* WHAT NEEDS TO BE DONE *
The records below must be transcribed precisely and in full.

* RECORDED DATA *
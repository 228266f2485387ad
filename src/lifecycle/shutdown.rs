//! Shutdown coordination.

use tokio::sync::broadcast;

/// Coordinator for graceful shutdown and lame-duck mode.
///
/// Long-running tasks subscribe; triggering fans the signal out to all of
/// them at once.
pub struct Shutdown {
    tx: broadcast::Sender<()>,
}

impl Shutdown {
    pub fn new() -> Self {
        let (tx, _) = broadcast::channel(1);
        Self { tx }
    }

    /// Subscribe to the shutdown signal.
    pub fn subscribe(&self) -> broadcast::Receiver<()> {
        self.tx.subscribe()
    }

    /// Trigger the shutdown signal.
    pub fn trigger(&self) {
        let _ = self.tx.send(());
    }

    /// Resolves once the signal has been triggered. Useful as the future
    /// handed to axum's graceful shutdown.
    pub async fn triggered(&self) {
        let mut rx = self.subscribe();
        let _ = rx.recv().await;
    }

    /// Number of tasks still subscribed.
    pub fn receiver_count(&self) -> usize {
        self.tx.receiver_count()
    }
}

impl Default for Shutdown {
    fn default() -> Self {
        Self::new()
    }
}

/// Translates SIGINT/SIGTERM into a shutdown trigger.
pub async fn trigger_on_signal(shutdown: &Shutdown) {
    let ctrl_c = tokio::signal::ctrl_c();

    #[cfg(unix)]
    {
        let mut term =
            match tokio::signal::unix::signal(tokio::signal::unix::SignalKind::terminate()) {
                Ok(term) => term,
                Err(err) => {
                    tracing::error!(error = %err, "failed to install SIGTERM handler");
                    let _ = ctrl_c.await;
                    shutdown.trigger();
                    return;
                }
            };
        tokio::select! {
            _ = ctrl_c => {}
            _ = term.recv() => {}
        }
    }

    #[cfg(not(unix))]
    {
        let _ = ctrl_c.await;
    }

    tracing::info!("shutdown signal received");
    shutdown.trigger();
}

#[cfg(test)]
mod tests {
    use super::*;

    #[tokio::test]
    async fn trigger_reaches_all_subscribers() {
        let shutdown = Shutdown::new();
        let mut a = shutdown.subscribe();
        let mut b = shutdown.subscribe();
        shutdown.trigger();
        assert!(a.recv().await.is_ok());
        assert!(b.recv().await.is_ok());
    }

    #[tokio::test]
    async fn triggered_future_resolves() {
        let shutdown = Shutdown::new();
        let waiter = shutdown.triggered();
        shutdown.trigger();
        waiter.await;
    }
}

* ANSWER AREA *
repository 228266f2485387ad
filename src/lifecycle/shutdown.rs
//! Shutdown coordination.

use tokio::sync::broadcast;

/// Coordinator for graceful shutdown and lame-duck mode.
///
/// Long-running tasks subscribe; triggering fans the signal out to all of
/// them at once.
pub struct Shutdown {
    tx: broadcast::Sender<()>,
}

impl Shutdown {
    pub fn new() -> Self {
        let (tx, _) = broadcast::channel(1);
        Self { tx }
    }

    /// Subscribe to the shutdown signal.
    pub fn subscribe(&self) -> broadcast::Receiver<()> {
        self.tx.subscribe()
    }

    /// Trigger the shutdown signal.
    pub fn trigger(&self) {
        let _ = self.tx.send(());
    }

    /// Resolves once the signal has been triggered. Useful as the future
    /// handed to axum's graceful shutdown.
    pub async fn triggered(&self) {
        let mut rx = self.subscribe();
        let _ = rx.recv().await;
    }

    /// Number of tasks still subscribed.
    pub fn receiver_count(&self) -> usize {
        self.tx.receiver_count()
    }
}

impl Default for Shutdown {
    fn default() -> Self {
        Self::new()
    }
}

/// Translates SIGINT/SIGTERM into a shutdown trigger.
pub async fn trigger_on_signal(shutdown: &Shutdown) {
    let ctrl_c = tokio::signal::ctrl_c();

    #[cfg(unix)]
    {
        let mut term =
            match tokio::signal::unix::signal(tokio::signal::unix::SignalKind::terminate()) {
                Ok(term) => term,
                Err(err) => {
                    tracing::error!(error = %err, "failed to install SIGTERM handler");
                    let _ = ctrl_c.await;
                    shutdown.trigger();
                    return;
                }
            };
        tokio::select! {
            _ = ctrl_c => {}
            _ = term.recv() => {}
        }
    }

    #[cfg(not(unix))]
    {
        let _ = ctrl_c.await;
    }

    tracing::info!("shutdown signal received");
    shutdown.trigger();
}

#[cfg(test)]
mod tests {
    use super::*;

    #[tokio::test]
    async fn trigger_reaches_all_subscribers() {
        let shutdown = Shutdown::new();
        let mut a = shutdown.subscribe();
        let mut b = shutdown.subscribe();
        shutdown.trigger();
        assert!(a.recv().await.is_ok());
        assert!(b.recv().await.is_ok());
    }

    #[tokio::test]
    async fn triggered_future_resolves() {
        let shutdown = Shutdown::new();
        let waiter = shutdown.triggered();
        shutdown.trigger();
        waiter.await;
    }
}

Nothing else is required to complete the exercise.